Nearly everyone agrees that texting and driving is dangerous. Most people do it anyway.
In a new survey, 98 per cent of motorists who own cellphones and text regularly said they were aware of the dangers, yet three-quarters of them admitted to texting while driving, despite laws against it in some states.
Two-thirds said they have read text messages while stopped at a red light or stop sign, while more than a quarter said they have sent texts while driving.
More than a quarter of the texting drivers believed they “can easily do several things at once, even while driving.”
The telephone survey of 1,004 US adults was released today by AT&T Inc as part of an anti-texting-and-driving campaign.
AT&T designed the survey with David Greenfield, founder of The Center for Internet and Technology Addiction and a professor at the University of Connecticut’s School of Medicine.
The survey came as AT&T expanded availability of a free app that silences text message alerts and activates automatically when a person is moving 24 kilometres per hour or faster.
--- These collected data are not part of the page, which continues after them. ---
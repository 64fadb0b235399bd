//! ADSR envelope generator.
//!
//! A four-state machine over a 24-bit level, stepped once per output sample.
//! Rates come from 4-bit indices looked up in fixed tables.

use qs_ir::Adsr;

/// Maximum envelope level.
pub const LEVEL_MAX: i32 = 0xFF_FFFF;

/// Per-sample attack increments, indexed by the attack nibble.
pub const ATTACK_SPEEDS: [i32; 16] = [
    168867, 47495, 24124, 15998, 10200, 6908, 5692, 4855, 3877, 1555, 777, 486, 389, 129, 77, 48,
];

/// Per-sample decay and release decrements, indexed by nibble.
pub const RELEASE_SPEEDS: [i32; 16] = [
    42660, 15468, 7857, 5210, 3322, 2250, 1853, 1581, 1262, 506, 253, 158, 126, 42, 25, 15,
];

/// Expand a 4-bit sustain value to a 24-bit level.
pub const fn sustain_level(nibble: u8) -> i32 {
    (nibble & 0x0F) as i32 * 0x11_1111
}

#[derive(Clone, Copy, Debug, Default, PartialEq, Eq)]
pub enum EnvelopeStage {
    #[default]
    Release,
    Attack,
    Decay,
    Sustain,
}

/// Runtime state of one channel's envelope.
#[derive(Clone, Debug, Default, PartialEq, Eq)]
pub struct Envelope {
    level: i32,
    stage: EnvelopeStage,
    attack: i32,
    decay: i32,
    sustain: i32,
    release: i32,
}

impl Envelope {
    pub fn new() -> Self {
        Self::default()
    }

    pub fn level(&self) -> i32 {
        self.level
    }

    pub fn stage(&self) -> EnvelopeStage {
        self.stage
    }

    /// Load rates and sustain level from an instrument's nibbles.
    pub fn set_adsr(&mut self, adsr: Adsr) {
        self.attack = ATTACK_SPEEDS[(adsr.attack & 0x0F) as usize];
        self.decay = RELEASE_SPEEDS[(adsr.decay & 0x0F) as usize];
        self.sustain = sustain_level(adsr.sustain);
        self.release = RELEASE_SPEEDS[(adsr.release & 0x0F) as usize];
    }

    /// Force the release stage so the next gated step re-enters attack.
    pub fn retrigger(&mut self) {
        self.stage = EnvelopeStage::Release;
    }

    /// Drop straight to silence.
    pub fn silence(&mut self) {
        self.level = 0;
        self.stage = EnvelopeStage::Release;
    }

    /// Advance by one sample with the effective gate.
    pub fn step(&mut self, gate: bool) {
        if !gate {
            self.stage = EnvelopeStage::Release;
        } else if self.stage == EnvelopeStage::Release {
            self.stage = EnvelopeStage::Attack;
        }

        match self.stage {
            EnvelopeStage::Attack => {
                self.level += self.attack;
                if self.level >= LEVEL_MAX {
                    self.level = LEVEL_MAX;
                    self.stage = EnvelopeStage::Decay;
                }
            }
            EnvelopeStage::Decay => {
                self.level -= self.decay;
                if self.level <= self.sustain {
                    self.level = self.sustain;
                    self.stage = EnvelopeStage::Sustain;
                }
            }
            EnvelopeStage::Sustain => {
                if self.level != self.sustain {
                    self.stage = EnvelopeStage::Attack;
                }
            }
            EnvelopeStage::Release => {
                self.level = (self.level - self.release).max(0);
            }
        }
    }
}
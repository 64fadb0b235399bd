//! Song data model for the quadsid chiptune engine.
//!
//! Songs are built from tracks of note rows arranged into blocks, plus banks
//! of instruments and pitch effects whose per-tick programs the engine steps.
//! The loader produces these types and the playback engine reads them.
//!
//! Designed to be `no_std` compatible with the `alloc` crate.

#![cfg_attr(not(feature = "std"), no_std)]

extern crate alloc;

mod analysis;
mod effect;
mod instrument;
mod program;
pub mod song;
mod track;

pub use analysis::{
    analyze, duration_samples, tick_length, ticks_for_row, ticks_per_pass, total_ticks,
    SongFeatures, TICK_RATE,
};
pub use effect::{Effect, PitchOp, PitchRow, MAX_PITCH_LENGTH, PITCH_CENTER};
pub use instrument::{
    Adsr, Filter, FilterMode, FilterOp, FilterRow, Instrument, PulseOp, VoiceFlags, WaveRow,
    MAX_FILTER_LENGTH, MAX_NAME_LENGTH, MAX_WAVE_LENGTH,
};
pub use program::Program;
pub use song::{
    Block, Song, CHANNEL_COUNT, EFFECT_COUNT, INSTRUMENT_COUNT, MAX_SONG_LENGTH, MAX_SWING,
    MAX_TEMPO, MIN_TEMPO, TRACK_COUNT, TRACK_LENGTHS,
};
pub use track::{Note, Row, Track, MAX_NOTE, MAX_TRACK_LENGTH, NOTE_OFF};
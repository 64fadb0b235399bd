//! Song analysis: row timing and a summary of what a song uses.

use alloc::collections::BTreeSet;
use core::fmt;

use crate::song::Song;
use crate::track::Note;

/// Sequencer tick rate in Hz.
pub const TICK_RATE: u32 = 50;

/// Number of samples in one tick at the given sample rate.
pub const fn tick_length(sample_rate: u32) -> u32 {
    sample_rate / TICK_RATE
}

/// Ticks spent on `row`: the tempo, plus the swing on even rows.
pub fn ticks_for_row(song: &Song, row: usize) -> u32 {
    let swing = if row % 2 == 0 { song.swing } else { 0 };
    song.tempo as u32 + swing as u32
}

/// Ticks for one full pass through a track.
pub fn ticks_per_pass(song: &Song) -> u32 {
    (0..song.track_length()).map(|row| ticks_for_row(song, row)).sum()
}

/// Ticks for one pass through the whole arrangement table.
pub fn total_ticks(song: &Song) -> u64 {
    ticks_per_pass(song) as u64 * song.table.len() as u64
}

/// Samples rendered for one pass through the arrangement table.
pub fn duration_samples(song: &Song, sample_rate: u32) -> u64 {
    total_ticks(song) * tick_length(sample_rate) as u64
}

/// Summary of the tracks, instruments and effects a song actually uses.
pub struct SongFeatures {
    pub blocks: usize,
    pub tracks_used: BTreeSet<u8>,
    pub instruments_used: BTreeSet<u8>,
    pub effects_used: BTreeSet<u8>,
    pub filtered_instruments: usize,
    pub note_range: Option<(u8, u8)>,
    pub total_notes: usize,
    pub note_offs: usize,
    pub duration_ticks: u64,
}

/// Scan the tracks reachable from the arrangement table.
pub fn analyze(song: &Song) -> SongFeatures {
    let mut features = SongFeatures {
        blocks: song.table.len(),
        tracks_used: song.table.iter().flatten().copied().filter(|&t| t != 0).collect(),
        instruments_used: BTreeSet::new(),
        effects_used: BTreeSet::new(),
        filtered_instruments: 0,
        note_range: None,
        total_notes: 0,
        note_offs: 0,
        duration_ticks: total_ticks(song),
    };

    let length = song.track_length();
    for &number in &features.tracks_used {
        let Some(track) = song.track(number) else { continue };
        for row in &track.rows[..length] {
            match row.note {
                Note::On(n) => {
                    features.total_notes += 1;
                    features.note_range = Some(match features.note_range {
                        Some((lo, hi)) => (lo.min(n), hi.max(n)),
                        None => (n, n),
                    });
                }
                Note::Off => features.note_offs += 1,
                Note::None => {}
            }
            if row.instrument > 0 {
                features.instruments_used.insert(row.instrument);
            }
            if row.effect > 0 {
                features.effects_used.insert(row.effect);
            }
        }
    }

    features.filtered_instruments = features
        .instruments_used
        .iter()
        .filter_map(|&i| song.instrument(i))
        .filter(|inst| !inst.filter.program.is_empty())
        .count();

    features
}

impl fmt::Display for SongFeatures {
    fn fmt(&self, f: &mut fmt::Formatter<'_>) -> fmt::Result {
        writeln!(f, "Blocks:      {}", self.blocks)?;
        writeln!(f, "Tracks:      {} used", self.tracks_used.len())?;
        writeln!(
            f,
            "Instruments: {} used ({} filtered)",
            self.instruments_used.len(),
            self.filtered_instruments
        )?;
        writeln!(f, "Effects:     {} used", self.effects_used.len())?;
        writeln!(f, "Notes:       {} total, {} note-offs", self.total_notes, self.note_offs)?;
        if let Some((lo, hi)) = self.note_range {
            writeln!(f, "Range:       {} - {}", lo, hi)?;
        }
        write!(f, "Length:      {} ticks", self.duration_ticks)
    }
}
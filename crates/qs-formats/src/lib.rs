//! File formats for the quadsid chiptune tracker.
//!
//! Reads and writes the flat binary song layout, and encodes rendered PCM
//! as WAV.

mod song_format;
mod wav_format;

use thiserror::Error;

pub use song_format::{
    load_song, load_song_file, read_song, save_song, save_song_file, write_song, SONG_BASE_SIZE,
    SONG_META_SIZE,
};
pub use wav_format::{load_wav, samples_to_wav, write_wav, WavData};

/// Result type for format operations.
pub type Result<T> = std::result::Result<T, FormatError>;

/// Errors from reading or writing song and audio files.
#[derive(Error, Debug)]
pub enum FormatError {
    /// I/O error.
    #[error("I/O error: {0}")]
    Io(#[from] std::io::Error),

    /// Truncated or structurally malformed song data.
    #[error("malformed song data: {0}")]
    Parse(#[from] binrw::Error),

    /// A program row carries an unknown operation code.
    #[error("unknown {program} operation {value} in {owner} {index}")]
    InvalidOperation {
        /// Program kind ("wave", "filter", "pitch").
        program: &'static str,
        /// Owning bank ("instrument", "effect").
        owner: &'static str,
        /// 1-based bank number.
        index: usize,
        /// Raw operation value.
        value: u8,
    },

    /// A row or block points past the end of a bank.
    #[error("{kind} reference {value} out of range (1..={max})")]
    InvalidReference {
        /// Referenced bank ("track", "instrument", "effect").
        kind: &'static str,
        value: u8,
        max: usize,
    },

    /// A field holds a value outside its range.
    #[error("invalid value for '{field}': {value}")]
    InvalidValue {
        field: &'static str,
        value: u32,
    },

    /// Missing RIFF/WAVE magic or required chunks.
    #[error("invalid WAV header")]
    InvalidHeader,

    /// WAV data is not 16-bit PCM.
    #[error("unsupported WAV encoding: {0}")]
    UnsupportedWav(&'static str),
}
The DriveMode app is coming to iPhones after being previously available on Android and BlackBerry phones for AT&T users only. The iPhone version will be available to customers of competing carriers as well, but some functions will work only on AT&T devices.
The study in May was of cellphone owners ages 16 to 65 who drive almost every day and text at least once a day. It has a margin of sampling error of plus or minus 3.1 percentage points. Researchers conducted surveys with people on their cellphones, and it’s possible those who would have picked up on a landline might have different attitudes.
Greenfield said the survey is the latest to show a discrepancy between people’s attitudes and behaviors.
It found a broad range of reasons why drivers text. Forty-three per cent of the texting drivers said they want to “stay connected” to friends, family and work. Nearly a third did it out of habit.
Among other reasons for texting and driving:
Twenty-eight per cent said they are worried about missing out of something important if they don’t check their phones right away.
More than a quarter believes that their driving performance is not affected by texting, and just as many people said they believe that others expect them to respond to texts “right away.”
Just 6 per cent answered that they are “addicted to texting,” although 14 per cent admitted that they are “anxious” if they don’t respond to a text right away, and 17 percent feel “a sense of satisfaction” when they can read or respond to a text message.